* Assignment *
Look for the line that has "use super::classify_node::ClassifyNode;" in the material below; please repeat it and every line after it, exactly, up to and including the line that has "let mut graph", and nothing else.

* Data for analysis *
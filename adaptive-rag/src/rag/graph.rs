//! Wires the pipeline nodes into a state graph.
//!
//! ```text
//! classify ─┬─ simple ───▶ direct_answer ─────────────────────────────────────▶ END
//!           ├─ moderate ─▶ extract_entities ─┬▶ entity_search ──┐
//!           │                                └▶ semantic_search ┴(join)▶ merge ─▶ grade_documents
//!           │     grade_documents ─┬ relevant ─────────▶ generate ─▶ check_hallucination
//!           │                      ├ retry < max ──────▶ fallback ─▶ generate
//!           │                      └ exhausted ────────▶ finalize ─▶ END
//!           │     check_hallucination ─┬ usable answer ─▶ finalize
//!           │                          ├ retry < max ───▶ fallback
//!           │                          └ exhausted ─────▶ finalize
//!           └─ complex ──▶ decompose ─▶ multi_search ─▶ synthesize ───────────▶ END
//! ```
//!
//! With `RagConfig::rerank_top_n` set, `merge ─▶ rerank ─▶ grade_documents`.

use std::collections::HashMap;
use std::sync::Arc;

use crate::graph::{StateGraph, END, START};
use crate::llm::LlmClient;
use crate::memory::VectorStore;

use super::check_node::HallucinationCheckNode;
use super::classify_node::ClassifyNode;
use super::complex_nodes::{DecomposeNode, MultiSearchNode, SynthesizeNode};
use super::config::RagConfig;
use super::direct_node::DirectAnswerNode;
use super::extract_node::ExtractEntitiesNode;
use super::fallback_node::{has_usable_answer, FallbackNode, FinalizeNode};
use super::generate_node::GenerateNode;
use super::grade_node::GradeNode;
use super::rerank_node::RerankNode;
use super::search_nodes::{EntitySearchNode, MergeNode, SemanticSearchNode};
use super::state::{Complexity, PipelineState, RelevanceVerdict};
use super::{
    CHECK, CLASSIFY, DECOMPOSE, DIRECT, ENTITY_SEARCH, EXTRACT_ENTITIES, FALLBACK, FINALIZE,
    GENERATE, GRADE, MERGE, MULTI_SEARCH, RERANK, SEMANTIC_SEARCH, SYNTHESIZE,
};

fn path_map(targets: &[&str]) -> HashMap<String, String> {
    targets
        .iter()
        .map(|t| (t.to_string(), t.to_string()))
        .collect()
}

/// classify → direct_answer | extract_entities | decompose.
pub fn route_by_complexity(state: &PipelineState) -> String {
    match state.complexity {
        Some(Complexity::Simple) => DIRECT,
        Some(Complexity::Complex) => DECOMPOSE,
        Some(Complexity::Moderate) | None => EXTRACT_ENTITIES,
    }
    .to_string()
}

/// grade_documents → generate | fallback | finalize.
pub fn route_after_grade(state: &PipelineState, max_retries: u32) -> String {
    if state.relevance_verdict == Some(RelevanceVerdict::Relevant) {
        GENERATE
    } else if state.retry_counter < max_retries {
        FALLBACK
    } else {
        FINALIZE
    }
    .to_string()
}

/// check_hallucination → finalize | fallback.
pub fn route_after_check(state: &PipelineState, max_retries: u32) -> String {
    if has_usable_answer(state) || state.retry_counter >= max_retries {
        FINALIZE
    } else {
        FALLBACK
    }
    .to_string()
}

/// Builds the uncompiled pipeline graph, with a superstep limit sized for
/// `config.max_retries`.
pub fn build_graph(
    llm: Arc<dyn LlmClient>,
    store: Arc<dyn VectorStore>,
    config: Arc<RagConfig>,
) -> StateGraph<PipelineState> {
    let max_retries = config.max_retries;
    let mut graph = StateGraph::<PipelineState>::new();
    graph.with_recursion_limit(config.recursion_limit());
    match config.rerank_top_n {
        Some(top_n) => {
            graph
                .add_node(RERANK, Arc::new(RerankNode::new(llm.clone(), top_n)))
                .add_edge(MERGE, RERANK)
                .add_edge(RERANK, GRADE);
        }
        None => {
            graph.add_edge(MERGE, GRADE);
        }
    }
    graph
        .add_node(CLASSIFY, Arc::new(ClassifyNode::new(llm.clone())))
        .add_node(DIRECT, Arc::new(DirectAnswerNode::new(llm.clone())))
        .add_node(EXTRACT_ENTITIES, Arc::new(ExtractEntitiesNode::new(llm.clone())))
        .add_node(
            ENTITY_SEARCH,
            Arc::new(EntitySearchNode::new(store.clone(), config.clone())),
        )
        .add_node(
            SEMANTIC_SEARCH,
            Arc::new(SemanticSearchNode::new(store.clone(), config.clone())),
        )
        .add_node(MERGE, Arc::new(MergeNode::new(config.merge_cap)))
        .add_node(GRADE, Arc::new(GradeNode::new(llm.clone(), config.clone())))
        .add_node(GENERATE, Arc::new(GenerateNode::new(llm.clone())))
        .add_node(CHECK, Arc::new(HallucinationCheckNode::new(llm.clone())))
        .add_node(
            FALLBACK,
            Arc::new(FallbackNode::new(llm.clone(), store.clone(), config.clone())),
        )
        .add_node(FINALIZE, Arc::new(FinalizeNode))
        .add_node(DECOMPOSE, Arc::new(DecomposeNode::new(llm.clone(), config.clone())))
        .add_node(MULTI_SEARCH, Arc::new(MultiSearchNode::new(store, config)))
        .add_node(SYNTHESIZE, Arc::new(SynthesizeNode::new(llm)))
        .add_edge(START, CLASSIFY)
        .add_edge(DIRECT, END)
        .add_edge(EXTRACT_ENTITIES, ENTITY_SEARCH)
        .add_edge(EXTRACT_ENTITIES, SEMANTIC_SEARCH)
        .add_edge(GENERATE, CHECK)
        .add_edge(FALLBACK, GENERATE)
        .add_edge(FINALIZE, END)
        .add_edge(DECOMPOSE, MULTI_SEARCH)
        .add_edge(MULTI_SEARCH, SYNTHESIZE)
        .add_edge(SYNTHESIZE, END)
        .add_join([ENTITY_SEARCH, SEMANTIC_SEARCH], MERGE)
        .add_conditional_edges(
            CLASSIFY,
            route_by_complexity,
            path_map(&[DIRECT, EXTRACT_ENTITIES, DECOMPOSE]),
        )
        .add_conditional_edges(
            GRADE,
            move |s: &PipelineState| route_after_grade(s, max_retries),
            path_map(&[GENERATE, FALLBACK, FINALIZE]),
        )
        .add_conditional_edges(
            CHECK,
            move |s: &PipelineState| route_after_check(s, max_retries),
            path_map(&[FINALIZE, FALLBACK]),
        );
    graph
}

* Exercise output *
use super::classify_node::ClassifyNode;
use super::complex_nodes::{DecomposeNode, MultiSearchNode, SynthesizeNode};
use super::config::RagConfig;
use super::direct_node::DirectAnswerNode;
use super::extract_node::ExtractEntitiesNode;
use super::fallback_node::{has_usable_answer, FallbackNode, FinalizeNode};
use super::generate_node::GenerateNode;
use super::grade_node::GradeNode;
use super::rerank_node::RerankNode;
use super::search_nodes::{EntitySearchNode, MergeNode, SemanticSearchNode};
use super::state::{Complexity, PipelineState, RelevanceVerdict};
use super::{
    CHECK, CLASSIFY, DECOMPOSE, DIRECT, ENTITY_SEARCH, EXTRACT_ENTITIES, FALLBACK, FINALIZE,
    GENERATE, GRADE, MERGE, MULTI_SEARCH, RERANK, SEMANTIC_SEARCH, SYNTHESIZE,
};

fn path_map(targets: &[&str]) -> HashMap<String, String> {
    targets
        .iter()
        .map(|t| (t.to_string(), t.to_string()))
        .collect()
}

/// classify → direct_answer | extract_entities | decompose.
pub fn route_by_complexity(state: &PipelineState) -> String {
    match state.complexity {
        Some(Complexity::Simple) => DIRECT,
        Some(Complexity::Complex) => DECOMPOSE,
        Some(Complexity::Moderate) | None => EXTRACT_ENTITIES,
    }
    .to_string()
}

/// grade_documents → generate | fallback | finalize.
pub fn route_after_grade(state: &PipelineState, max_retries: u32) -> String {
    if state.relevance_verdict == Some(RelevanceVerdict::Relevant) {
        GENERATE
    } else if state.retry_counter < max_retries {
        FALLBACK
    } else {
        FINALIZE
    }
    .to_string()
}

/// check_hallucination → finalize | fallback.
pub fn route_after_check(state: &PipelineState, max_retries: u32) -> String {
    if has_usable_answer(state) || state.retry_counter >= max_retries {
        FINALIZE
    } else {
        FALLBACK
    }
    .to_string()
}

/// Builds the uncompiled pipeline graph, with a superstep limit sized for
/// `config.max_retries`.
pub fn build_graph(
    llm: Arc<dyn LlmClient>,
    store: Arc<dyn VectorStore>,
    config: Arc<RagConfig>,
) -> StateGraph<PipelineState> {
    let max_retries = config.max_retries;
    let mut graph = StateGraph::<PipelineState>::new();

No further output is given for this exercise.